Maryanne’s father died in 1994 in August after a lengthy public service career starting as Chemung County Executive, then as a Deputy Commissioner with the Department of State, County Manager of Saratoga County, then returned to Elmira as Elmira City Manager before retirement. We’re grateful that the Chemung County Health Center was renamed in his honor. Maryanne’s mother is 84 now lives now near us at the Avila retirement center. She is currently recovering from a large intestine resection and weighing the pros and cons of chemotherapy. I was 63 in May, Maryanne 58 in January. We’re taking lots of vitamins and minerals and amino acids and Melatonin and DHEA so that we can live to 100.
I still have a motorcycle, a 1974 BMW 900. I drove it every day till about four years ago. In retirement, I took my four aging dogs with me everywhere. My excuses for not finishing tuning it and getting back on the road are losing credibility. In retirement, I serve a member of the Guilderland Zoning Board of Appeals and have recently become a Democratic Committeeman.
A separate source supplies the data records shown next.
//! Thin async HTTP client wrapping reqwest.
//!
//! Every call is a single attempt: no retries, no backoff. A non-2xx status is
//! turned into an error so callers only ever see successful bodies.

use std::time::Duration;

use quote_common::Result;
use serde::de::DeserializeOwned;

const USER_AGENT: &str = concat!("quote_scraper/", env!("CARGO_PKG_VERSION"));

/// HTTP client shared by every pipeline stage.
#[derive(Clone)]
pub struct HttpClient {
    client: reqwest::Client,
}

impl HttpClient {
    /// Build a client. `timeout` is applied per request when set; by default there is none.
    pub fn new(timeout: Option<Duration>) -> Result<Self> {
        let mut builder = reqwest::Client::builder().user_agent(USER_AGENT);
        if let Some(timeout) = timeout {
            builder = builder.timeout(timeout);
        }
        Ok(Self {
            client: builder.build()?,
        })
    }

    /// GET `url` with the given query pairs and return the body as text.
    pub async fn get_text(&self, url: &str, query: &[(&str, &str)]) -> Result<String> {
        let resp = self
            .client
            .get(url)
            .query(query)
            .send()
            .await?
            .error_for_status()?;
        Ok(resp.text().await?)
    }

    /// GET `url` and decode the JSON body into `T`.
    pub async fn get_json<T: DeserializeOwned>(&self, url: &str) -> Result<T> {
        let resp = self.client.get(url).send().await?.error_for_status()?;
        let body = resp.bytes().await?;
        Ok(serde_json::from_slice(&body)?)
    }

    /// GET `url` and return the raw body.
    pub async fn get_bytes(&self, url: &str) -> Result<Vec<u8>> {
        let resp = self.client.get(url).send().await?.error_for_status()?;
        Ok(resp.bytes().await?.to_vec())
    }
}
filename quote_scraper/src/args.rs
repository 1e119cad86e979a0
//! Command-line arguments for the quote scraper.
//!
//! This module defines the CLI interface using `clap` and the conversion into the
//! plain configuration structs consumed by the pipeline.
use std::path::PathBuf;
use std::time::Duration;

use clap::Parser;
use quote_common::net::{DEFAULT_IMAGES_DIR, DEFAULT_QUOTES_FILE, IMAGE_URL, PAGE_URL, QUOTES_URL};

use crate::pipeline::{Endpoints, ScrapeConfig};

/// Parsed command-line arguments.
#[derive(Debug, Parser)]
#[command(version, about, long_about = None)]
pub struct Args {
    /// Student identifier used to personalise the generated page.
    /// Prompted for on stdin when omitted.
    #[clap(long)]
    pub student_id: Option<String>,

    /// JSON file the fetched quotes are written to.
    #[clap(long, default_value = DEFAULT_QUOTES_FILE)]
    pub output: PathBuf,

    /// Directory receiving one PNG per quote.
    #[clap(long, default_value = DEFAULT_IMAGES_DIR)]
    pub images_dir: PathBuf,

    /// Per-request timeout in seconds. No timeout when omitted.
    #[clap(long)]
    pub timeout_secs: Option<u64>,

    /// Page producing the quote IDs and the color scheme.
    #[clap(long, default_value = PAGE_URL)]
    pub page_url: String,

    /// Base URL of the quotes API.
    #[clap(long, default_value = QUOTES_URL)]
    pub quotes_url: String,

    /// Base URL of the image generator.
    #[clap(long, default_value = IMAGE_URL)]
    pub image_url: String,
}

impl Args {
    /// Per-request timeout, if one was requested.
    pub fn timeout(&self) -> Option<Duration> {
        self.timeout_secs.map(Duration::from_secs)
    }

    /// Pipeline configuration derived from the arguments.
    pub fn config(&self) -> ScrapeConfig {
        ScrapeConfig {
            endpoints: Endpoints {
                page_url: trim_slash(&self.page_url),
                quotes_url: trim_slash(&self.quotes_url),
                image_url: trim_slash(&self.image_url),
            },
            quotes_file: self.output.clone(),
            images_dir: self.images_dir.clone(),
        }
    }
}

fn trim_slash(url: &str) -> String {
    url.trim().trim_end_matches('/').to_string()
}

#[cfg(test)]
mod tests {
    use super::*;

    #[test]
    fn defaults_point_at_public_services() {
        let args = Args::parse_from(["quote_scraper"]);
        let config = args.config();
        assert_eq!(args.student_id, None);
        assert_eq!(args.timeout(), None);
        assert_eq!(config.endpoints, Endpoints::default());
        assert_eq!(config.quotes_file, PathBuf::from("quotes.json"));
        assert_eq!(config.images_dir, PathBuf::from("quotes"));
    }

    #[test]
    fn overrides_drop_trailing_slashes() {
        let args = Args::parse_from([
            "quote_scraper",
            "--student-id",
            "p24099",
            "--quotes-url",
            "http://127.0.0.1:9000/quotes/",
            "--timeout-secs",
            "5",
        ]);
        assert_eq!(args.student_id.as_deref(), Some("p24099"));
        assert_eq!(args.timeout(), Some(Duration::from_secs(5)));
        assert_eq!(args.config().endpoints.quotes_url, "http://127.0.0.1:9000/quotes");
    }
}
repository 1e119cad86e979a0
//! Quote retrieval from the public quotes API.
use log::{debug, info, warn};
use quote_common::{Quote, QuoteError, Result};

use crate::http::HttpClient;
use crate::pipeline::Endpoints;

/// Fetch a single quote by id.
///
/// Fails on transport errors, non-2xx statuses and bodies that are not an object
/// carrying `id`, `quote` and `author`.
pub async fn fetch_quote(client: &HttpClient, endpoints: &Endpoints, id: u64) -> Result<Quote> {
    client.get_json(&endpoints.quote_url(id)).await
}

/// Fetch every id in turn, skipping the ones that fail, and sort the result by id.
///
/// An empty result means nothing could be retrieved.
pub async fn fetch_quotes(client: &HttpClient, endpoints: &Endpoints, ids: &[u64]) -> Vec<Quote> {
    let mut quotes = Vec::with_capacity(ids.len());

    for &id in ids {
        match fetch_quote(client, endpoints, id).await {
            Ok(quote) => quotes.push(quote),
            Err(QuoteError::SerdeJson(e)) => debug!("Dropping malformed quote {}: {}", id, e),
            Err(e) => warn!("Failed to fetch quote {}: {}", id, e),
        }
    }

    quotes.sort_by_key(|q| q.id);
    info!("Fetched {} of {} quotes", quotes.len(), ids.len());
    quotes
}
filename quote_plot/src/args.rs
//! Command-line arguments for the histogram plotter.
use std::path::PathBuf;

use clap::Parser;
use quote_common::net::{DEFAULT_HISTOGRAM_FILE, DEFAULT_QUOTES_FILE};

use crate::histogram::{DEFAULT_HEIGHT, DEFAULT_WIDTH};

/// Parsed command-line arguments.
#[derive(Debug, Parser)]
#[command(version, about, long_about = None)]
pub struct Args {
    /// JSON store to read.
    #[clap(long, default_value = DEFAULT_QUOTES_FILE)]
    pub quotes_file: PathBuf,

    /// PNG file the chart is written to.
    #[clap(long, default_value = DEFAULT_HISTOGRAM_FILE)]
    pub output: PathBuf,

    /// Chart width in pixels.
    #[clap(long, default_value_t = DEFAULT_WIDTH)]
    pub width: u32,

    /// Chart height in pixels.
    #[clap(long, default_value_t = DEFAULT_HEIGHT)]
    pub height: u32,
}
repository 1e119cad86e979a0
//! Result type alias shared across the workspace.
//!
//! This module defines a convenient alias that defaults the error type to the
//! common `QuoteError`, so functions can simply return `Result<T>`.
use crate::error::QuoteError;

/// Workspace-wide `Result` alias with `QuoteError` as the default error.
pub type Result<T, E = QuoteError> = std::result::Result<T, E>;
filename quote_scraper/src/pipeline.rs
//! Scrape pipeline: harvest IDs, fetch quotes, persist, resolve colors, render images.
//!
//! Every stage runs to completion before the next starts and every request is awaited
//! before the next one is sent.
use std::path::PathBuf;

use log::{error, info, warn};
use quote_common::net::{IMAGE_URL, PAGE_URL, QUOTES_URL};
use quote_common::{Result, store};

use crate::colors::resolve_color_scheme;
use crate::fetcher::fetch_quotes;
use crate::harvester::fetch_quote_ids;
use crate::http::HttpClient;
use crate::renderer::render_quote_images;

/// Base URLs of the three remote services.
#[derive(Debug, Clone, PartialEq, Eq)]
pub struct Endpoints {
    /// Personalised page, queried with `?id=<student id>`.
    pub page_url: String,
    /// Quotes API; a record lives at `{quotes_url}/{id}`.
    pub quotes_url: String,
    /// Image generator, extended with `/{bg}/{fg}?text=..`.
    pub image_url: String,
}

impl Default for Endpoints {
    fn default() -> Self {
        Endpoints {
            page_url: String::from(PAGE_URL),
            quotes_url: String::from(QUOTES_URL),
            image_url: String::from(IMAGE_URL),
        }
    }
}

impl Endpoints {
    /// All three services mounted under one host, as `/generate`, `/quotes` and
    /// `/image/1200x200`.
    pub fn with_base(base: &str) -> Self {
        let base = base.trim_end_matches('/');
        Endpoints {
            page_url: format!("{}/generate", base),
            quotes_url: format!("{}/quotes", base),
            image_url: format!("{}/image/1200x200", base),
        }
    }

    /// URL of the quote record with `id`.
    pub fn quote_url(&self, id: u64) -> String {
        format!("{}/{}", self.quotes_url, id)
    }
}

/// Everything a pipeline run needs besides the student id.
#[derive(Debug, Clone)]
pub struct ScrapeConfig {
    /// Remote services to talk to.
    pub endpoints: Endpoints,
    /// JSON store to overwrite.
    pub quotes_file: PathBuf,
    /// Directory receiving the rendered images.
    pub images_dir: PathBuf,
}

/// How a run ended.
#[derive(Debug, Clone, PartialEq, Eq)]
pub enum Outcome {
    /// The page could not be fetched or held no IDs.
    NoQuoteIds,
    /// None of the IDs produced a quote.
    NoQuotes,
    /// All stages ran.
    Completed {
        /// Quotes fetched.
        quotes: usize,
        /// Images written.
        images: usize,
        /// Whether the store was written.
        saved: bool,
    },
}

/// Run the whole pipeline for `student_id`.
pub async fn run(client: &HttpClient, config: &ScrapeConfig, student_id: &str) -> Result<Outcome> {
    let endpoints = &config.endpoints;

    let ids = match fetch_quote_ids(client, endpoints, student_id).await {
        Ok(ids) if ids.is_empty() => {
            warn!("The page for {} contains no quote IDs", student_id);
            return Ok(Outcome::NoQuoteIds);
        }
        Ok(ids) => ids,
        Err(e) => {
            error!("Failed to fetch the page for {}: {}", student_id, e);
            return Ok(Outcome::NoQuoteIds);
        }
    };
    info!("Quote IDs: {:?}", ids);

    let quotes = fetch_quotes(client, endpoints, &ids).await;
    if quotes.is_empty() {
        warn!("No quotes could be retrieved; check the IDs and the quotes API");
        return Ok(Outcome::NoQuotes);
    }

    let saved = match store::save_quotes(&config.quotes_file, &quotes) {
        Ok(()) => {
            info!("Quotes saved to {}", config.quotes_file.display());
            true
        }
        Err(e) => {
            error!("Failed to save quotes to {}: {}", config.quotes_file.display(), e);
            false
        }
    };

    let colors = resolve_color_scheme(client, endpoints, student_id).await;
    let report = render_quote_images(client, endpoints, &quotes, &colors, &config.images_dir).await?;
    info!(
        "Done: {} images in {}/ ({} failed)",
        report.written.len(),
        config.images_dir.display(),
        report.failed.len()
    );

    Ok(Outcome::Completed {
        quotes: quotes.len(),
        images: report.written.len(),
        saved,
    })
}
//! Quote Scraper — asks for a student identifier, harvests the quote IDs hidden in the
//! personalised page, downloads the quotes into a JSON store and renders each one into
//! a PNG image.
//!
//! Usage example (CLI):
//! ```bash
//! quote_scraper --student-id p24099 --output quotes.json --images-dir quotes
//! ```
//!
//! Without `--student-id` the identifier is read from stdin.
use std::io::{self, BufRead, Write};

use clap::Parser;
use log::{info, warn};
use quote_common::{QuoteError, Result};
use quote_scraper::args::Args;
use quote_scraper::pipeline::{self, Outcome};
use quote_scraper::HttpClient;

#[tokio::main(flavor = "current_thread")]
async fn main() -> Result<(), QuoteError> {
    init_logger();
    let args = Args::parse();

    let student_id = match args.student_id.as_deref() {
        Some(id) => id.trim().to_string(),
        None => prompt_student_id()?,
    };

    let client = HttpClient::new(args.timeout())?;
    match pipeline::run(&client, &args.config(), &student_id).await? {
        Outcome::NoQuoteIds => warn!("No valid quote IDs found. Check the student id."),
        Outcome::NoQuotes => warn!("No quotes retrieved. Check the quote IDs and the API."),
        Outcome::Completed { quotes, images, saved } => info!(
            "Finished: {} quotes{}, {} images",
            quotes,
            if saved { " saved" } else { " (not saved)" },
            images
        ),
    }
    Ok(())
}

fn prompt_student_id() -> Result<String, QuoteError> {
    print!("Student id: ");
    io::stdout().flush()?;
    let mut line = String::new();
    io::stdin().lock().read_line(&mut line)?;
    Ok(line.trim().to_string())
}

fn init_logger() {
    env_logger::Builder::new()
        .filter_level(log::LevelFilter::Info)
        .parse_default_env()
        .init();
}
I’ve been consumed with the catastrophic foreign and domestic policies of the Bush Administration and Climate, Environmental, Health Care and Debt issues. I’m persuaded that the next president will be titled the “Janitor in Chief”. With too much time to study the damage being done to civilization as I know it and hoped it would become, I work on a Janitor in Chief “To Do List” that at this writing is a five page single spaced list.